Federal Consultation on Same-Sex Marriage

The State Has No Business in the Marriages of the Nation

CLGRO Backgrounder (Published in Outwords, August 2002):

The marriage/common-law structure of Canadian relationships recognition should be rethought.

Marriage should not be a relationship that is legislated at all by the government. Marriage should be a purely religious ceremony with no legal implications. It should no longer be given special status or legal privileges.

We prefer a system be evolved based on the individual as the core unit, with allowance for support of others (such as children).

But if the legal recognition of couple-relationships is maintained as a core unit in law, we think a “registered domestic partnership” structure – a form of optional civil union – should be adopted. Under such a structure, common-law regulations should be brought into line with marital relationship regulations and should apply to and cover all the aspects of relationships regulated by the federal and provincial governments in Canada.

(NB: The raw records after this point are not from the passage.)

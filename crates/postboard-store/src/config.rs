use std::path::PathBuf;
use std::sync::Arc;

use serde::{Deserialize, Serialize};

use crate::error::StoreResult;
use crate::fs::FsBlobStore;
use crate::memory::InMemoryBlobStore;
use crate::traits::BlobStore;

/// Blob storage configuration.
#[derive(Clone, Debug, PartialEq, Eq, Serialize, Deserialize)]
#[serde(default)]
pub struct BlobConfig {
    /// Directory for the filesystem backend. `None` keeps blobs in memory.
    pub dir: Option<PathBuf>,
    /// Upper bound on committed blob bytes. `None` means unlimited.
    pub quota_bytes: Option<u64>,
    /// Size of each chunk streamed to the backend during admission.
    pub chunk_size: usize,
    /// Prefix of the URLs handed out for stored blobs.
    ///
    /// Not read from config files: the server fills it in from its own
    /// `public_base_url` so blob links always point back at it.
    #[serde(skip)]
    pub public_base_url: String,
}

impl BlobConfig {
    pub const DEFAULT_CHUNK_SIZE: usize = 256 * 1024;

    /// Open the backend this configuration describes.
    pub fn open_store(&self) -> StoreResult<Arc<dyn BlobStore>> {
        Ok(match &self.dir {
            Some(dir) => Arc::new(FsBlobStore::open(dir, self.quota_bytes)?),
            None => Arc::new(InMemoryBlobStore::with_quota(self.quota_bytes)),
        })
    }
}

impl Default for BlobConfig {
    fn default() -> Self {
        Self {
            dir: None,
            quota_bytes: None,
            chunk_size: Self::DEFAULT_CHUNK_SIZE,
            public_base_url: "http://127.0.0.1:8787".into(),
        }
    }
}
use anyhow::Context;
use colored::Colorize;
use postboard_server::{PostboardConfig, PostboardServer};
use postboard_types::hashtag;
use tracing::debug;

use crate::cli::*;

pub fn run_command(cli: Cli) -> anyhow::Result<()> {
    match cli.command {
        Command::Serve(args) => cmd_serve(args),
        Command::Tags(args) => cmd_tags(args, &cli.format),
        Command::Config(args) => cmd_config(args, &cli.format),
    }
}

/// Load the configuration file, if any, and apply flag overrides.
fn resolve_config(source: ConfigSource) -> anyhow::Result<PostboardConfig> {
    let mut config = match &source.config {
        Some(path) => {
            debug!(path = %path.display(), "loading config file");
            PostboardConfig::load(path).with_context(|| format!("loading {}", path.display()))?
        }
        None => PostboardConfig::default(),
    };
    if let Some(bind) = source.bind {
        config.server.bind_addr = bind;
    }
    if let Some(url) = source.public_url {
        config.server.public_base_url = url;
    }
    if let Some(dir) = source.blob_dir {
        config.blobs.dir = Some(dir);
    }
    debug!(
        bind = %config.server.bind_addr,
        public_url = %config.server.public_base_url,
        blob_dir = ?config.blobs.dir,
        "config resolved"
    );
    Ok(config)
}

fn cmd_serve(args: ServeArgs) -> anyhow::Result<()> {
    let config = resolve_config(args.source)?;
    let blobs = match &config.blobs.dir {
        Some(dir) => dir.display().to_string(),
        None => "memory".into(),
    };
    println!(
        "{} Postboard on {} (blobs: {})",
        "▶".green().bold(),
        config.server.bind_addr.to_string().bold(),
        blobs.cyan()
    );

    let server = PostboardServer::new(config).context("starting post service")?;
    let runtime = tokio::runtime::Runtime::new().context("building tokio runtime")?;
    runtime.block_on(server.serve())?;
    Ok(())
}

fn cmd_tags(args: TagsArgs, format: &OutputFormat) -> anyhow::Result<()> {
    let tags = hashtag::extract_and_dedupe(&args.text.join(" "));
    match format {
        OutputFormat::Json => println!("{}", serde_json::to_string(&tags)?),
        OutputFormat::Text if tags.is_empty() => println!("{}", "no hashtags".dimmed()),
        OutputFormat::Text => {
            for tag in &tags {
                println!("{}", format!("#{tag}").yellow());
            }
        }
    }
    Ok(())
}

fn cmd_config(args: ConfigArgs, format: &OutputFormat) -> anyhow::Result<()> {
    let config = resolve_config(args.source)?;
    match format {
        OutputFormat::Json => println!("{}", serde_json::to_string_pretty(&config)?),
        OutputFormat::Text => print!("{}", toml::to_string_pretty(&config)?),
    }
    Ok(())
}

#[cfg(test)]
mod tests {
    use super::*;

    #[test]
    fn overrides_replace_file_values() {
        let tmp = tempfile::tempdir().unwrap();
        let dir = tmp.path();
        let path = dir.join("board.toml");
        std::fs::write(&path, "[server]\nbind_addr = \"127.0.0.1:9000\"\n[ledger]\nmax_posts = 5\n").unwrap();

        let config = resolve_config(ConfigSource {
            config: Some(path),
            bind: Some("0.0.0.0:7000".parse().unwrap()),
            blob_dir: Some(dir.join("blobs")),
            public_url: None,
        })
        .unwrap();
        assert_eq!(config.server.bind_addr.port(), 7000);
        assert_eq!(config.ledger.max_posts, Some(5));
        assert_eq!(config.blobs.dir, Some(dir.join("blobs")));
    }

    #[test]
    fn missing_config_file_is_an_error() {
        let err = resolve_config(ConfigSource {
            config: Some("/definitely/not/here.toml".into()),
            ..Default::default()
        })
        .unwrap_err();
        assert!(err.to_string().contains("here.toml"));
    }

    #[test]
    fn defaults_without_file() {
        let config = resolve_config(ConfigSource::default()).unwrap();
        assert_eq!(config, PostboardConfig::default());
    }
}
use postboard_types::MediaDescriptor;
use tracing::debug;

use crate::config::ValidationConfig;
use crate::error::ValidationResult;
use crate::rule::{PostCandidate, ValidationRule};
use crate::rules::{ContentLengthRule, MediaKindRule, MediaSizeRule, NonEmptyRule};

/// Ordered validation pipeline for candidate posts.
pub struct ContentValidator {
    rules: Vec<Box<dyn ValidationRule>>,
}

impl ContentValidator {
    /// The standard pipeline with limits taken from `config`.
    pub fn new(config: &ValidationConfig) -> Self {
        Self {
            rules: vec![
                Box::new(NonEmptyRule),
                Box::new(ContentLengthRule {
                    max_chars: config.max_content_chars,
                }),
                Box::new(MediaSizeRule {
                    max_bytes: config.max_media_bytes,
                }),
                Box::new(MediaKindRule),
            ],
        }
    }

    /// A validator with no rules. Accepts everything.
    pub fn empty() -> Self {
        Self { rules: Vec::new() }
    }

    /// Append a rule; it runs after all rules already present.
    pub fn with_rule(mut self, rule: Box<dyn ValidationRule>) -> Self {
        self.rules.push(rule);
        self
    }

    /// Names of the configured rules, in evaluation order.
    pub fn rule_names(&self) -> Vec<&str> {
        self.rules.iter().map(|r| r.name()).collect()
    }

    /// Check a candidate post. The first failing rule decides the error.
    pub fn validate(
        &self,
        content: &str,
        media: Option<&MediaDescriptor>,
    ) -> ValidationResult<()> {
        let candidate = PostCandidate::new(content, media);
        for rule in &self.rules {
            if let Err(err) = rule.evaluate(&candidate) {
                debug!(rule = rule.name(), error = %err, "candidate rejected");
                return Err(err);
            }
        }
        Ok(())
    }
}

impl Default for ContentValidator {
    fn default() -> Self {
        Self::new(&ValidationConfig::default())
    }
}

impl std::fmt::Debug for ContentValidator {
    fn fmt(&self, f: &mut std::fmt::Formatter<'_>) -> std::fmt::Result {
        f.debug_struct("ContentValidator")
            .field("rules", &self.rule_names())
            .finish()
    }
}
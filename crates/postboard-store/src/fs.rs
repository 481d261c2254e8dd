use std::fs;
use std::io::{self, Write};
use std::path::{Path, PathBuf};
use std::sync::atomic::{AtomicU64, Ordering};
use std::sync::Mutex;

use bytes::Bytes;
use postboard_types::BlobId;
use tempfile::NamedTempFile;
use tracing::debug;

use crate::error::{StoreError, StoreResult};
use crate::traits::{BlobStore, BlobWriter};

const STAGING_PREFIX: &str = ".upload-";

/// Filesystem blob store: one file per blob under a root directory.
///
/// Layout mirrors a git object directory: `<root>/<2 hex>/<62 hex>`. Writes
/// are staged in a temporary file inside `<root>` and atomically renamed
/// into place on commit, so a crash or an abandoned upload never leaves a
/// partial blob visible. Reads re-hash the bytes and fail on corruption.
/// Commits are serialized so the quota check and the usage counter agree.
pub struct FsBlobStore {
    root: PathBuf,
    quota: Option<u64>,
    used: AtomicU64,
    commit_lock: Mutex<()>,
}

impl FsBlobStore {
    /// Open (or create) a store rooted at `root`.
    pub fn open(root: impl AsRef<Path>, quota: Option<u64>) -> StoreResult<Self> {
        let root = root.as_ref().to_path_buf();
        fs::create_dir_all(&root)?;
        let store = Self {
            root,
            quota,
            used: AtomicU64::new(0),
            commit_lock: Mutex::new(()),
        };
        let (bytes, count) = store.scan()?;
        store.used.store(bytes, Ordering::SeqCst);
        debug!(root = %store.root.display(), blobs = count, bytes, "blob store opened");
        Ok(store)
    }

    pub fn root(&self) -> &Path {
        &self.root
    }

    fn blob_path(&self, id: &BlobId) -> PathBuf {
        let hex = id.to_hex();
        self.root.join(&hex[..2]).join(&hex[2..])
    }

    /// Walk the fan-out directories, returning (total bytes, blob count).
    fn scan(&self) -> StoreResult<(u64, usize)> {
        let mut bytes = 0;
        let mut count = 0;
        for shard in fs::read_dir(&self.root)? {
            let shard = shard?;
            if !shard.file_type()?.is_dir() {
                continue;
            }
            for entry in fs::read_dir(shard.path())? {
                let entry = entry?;
                if entry.file_type()?.is_file() {
                    bytes += entry.metadata()?.len();
                    count += 1;
                }
            }
        }
        Ok((bytes, count))
    }

    fn check_quota(&self, requested: u64) -> StoreResult<()> {
        let used = self.used.load(Ordering::SeqCst);
        match self.quota {
            Some(quota) if used.saturating_add(requested) > quota => {
                Err(StoreError::QuotaExceeded {
                    requested,
                    available: quota.saturating_sub(used),
                })
            }
            _ => Ok(()),
        }
    }
}

impl BlobStore for FsBlobStore {
    fn read(&self, id: &BlobId) -> StoreResult<Option<Bytes>> {
        let data = match fs::read(self.blob_path(id)) {
            Ok(data) => data,
            Err(e) if e.kind() == io::ErrorKind::NotFound => return Ok(None),
            Err(e) => return Err(e.into()),
        };
        let computed = BlobId::digest(&data);
        if computed != *id {
            return Err(StoreError::HashMismatch { id: *id, computed });
        }
        Ok(Some(Bytes::from(data)))
    }

    fn exists(&self, id: &BlobId) -> StoreResult<bool> {
        Ok(self.blob_path(id).is_file())
    }

    fn begin_write(&self, size_hint: u64) -> StoreResult<Box<dyn BlobWriter + '_>> {
        self.check_quota(size_hint)?;
        let file = tempfile::Builder::new()
            .prefix(STAGING_PREFIX)
            .tempfile_in(&self.root)?;
        Ok(Box::new(FsWriter {
            store: self,
            file,
            written: 0,
        }))
    }

    fn total_bytes(&self) -> StoreResult<u64> {
        Ok(self.used.load(Ordering::SeqCst))
    }

    fn blob_count(&self) -> StoreResult<usize> {
        Ok(self.scan()?.1)
    }
}

struct FsWriter<'a> {
    store: &'a FsBlobStore,
    file: NamedTempFile,
    written: u64,
}

impl BlobWriter for FsWriter<'_> {
    fn write_chunk(&mut self, chunk: &[u8]) -> StoreResult<()> {
        self.store.check_quota(self.written + chunk.len() as u64)?;
        self.file.write_all(chunk)?;
        self.written += chunk.len() as u64;
        Ok(())
    }

    fn written(&self) -> u64 {
        self.written
    }

    fn commit(self: Box<Self>, id: BlobId) -> StoreResult<()> {
        let FsWriter {
            store,
            mut file,
            written,
        } = *self;
        let path = store.blob_path(&id);
        let _guard = store.commit_lock.lock().map_err(|_| StoreError::Poisoned)?;
        if path.is_file() {
            return Ok(());
        }
        store.check_quota(written)?;
        file.flush()?;
        file.as_file().sync_all()?;
        if let Some(parent) = path.parent() {
            fs::create_dir_all(parent)?;
        }
        file.persist(&path).map_err(|e| e.error)?;
        store.used.fetch_add(written, Ordering::SeqCst);
        Ok(())
    }
}

impl std::fmt::Debug for FsBlobStore {
    fn fmt(&self, f: &mut std::fmt::Formatter<'_>) -> std::fmt::Result {
        f.debug_struct("FsBlobStore")
            .field("root", &self.root)
            .field("used", &self.used.load(Ordering::SeqCst))
            .field("quota", &self.quota)
            .finish()
    }
}
use postboard_types::MediaKind;

/// Reasons a candidate post is refused admission.
///
/// These are caller mistakes: they are reported synchronously, never
/// retried, and never leave a trace in the board.
#[derive(Clone, Debug, PartialEq, Eq, thiserror::Error)]
pub enum ValidationError {
    /// Neither text nor media was supplied.
    #[error("post has no content and no media")]
    EmptyPost,

    /// Trimmed text exceeds the character limit.
    #[error("post content is too long: {length} characters (max {max})")]
    ContentTooLong { length: usize, max: usize },

    /// Declared media size exceeds the byte limit.
    #[error("media is too large: {size} bytes (max {max})")]
    MediaTooLarge { size: u64, max: u64 },

    /// Declared media is neither an image nor a video.
    #[error("unsupported media type {content_type:?} ({kind}); only images and videos are accepted")]
    UnsupportedMediaType { content_type: String, kind: MediaKind },
}

/// Convenience alias for validation results.
pub type ValidationResult<T> = Result<T, ValidationError>;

If the legal recognition of couple-relationships is maintained as a core unit in law, the system of couple-relationships recognition should be modified so that individuals may choose whom to register as their significant other and their choice should not be restricted to those with whom they are involved in a sexual/conjugal relationship.

If the marriage/common-law structure of Canadian relationships recognition is maintained

Although we prefer that the marriage/common-law structure of Canadian relationships recognition not be maintained in law, if it is, no difference should be made between same-sex and heterosexual relationships. Lesbian, gay, and bisexual people should be able to enter into these institutions on exactly the same terms as heterosexuals.

If marriage as a legal entity is retained, anyone entering a same-sex marriage should have that marriage legally recognized by the federal and provincial governments of the country on exactly the same terms as those of heterosexuals. Common-law relations and what are now called “same-sex partnerships” should have exactly the same rights, privileges, and obligations as those of marital relationships.


CLGRO seeks to create equity in the treatment of the lesbian, gay and bisexual communities in this country. This means both that we work to end all discrimination against these communities and that we work towards a society that recognizes the diversity of ways in which we live.

Since the Ontario Human Rights Code was changed (December 1986) to include “sexual orientation” as a grounds on which discrimination is prohibited, we have been working in the area of relationships recognition to protect our relationships and families from discrimination too.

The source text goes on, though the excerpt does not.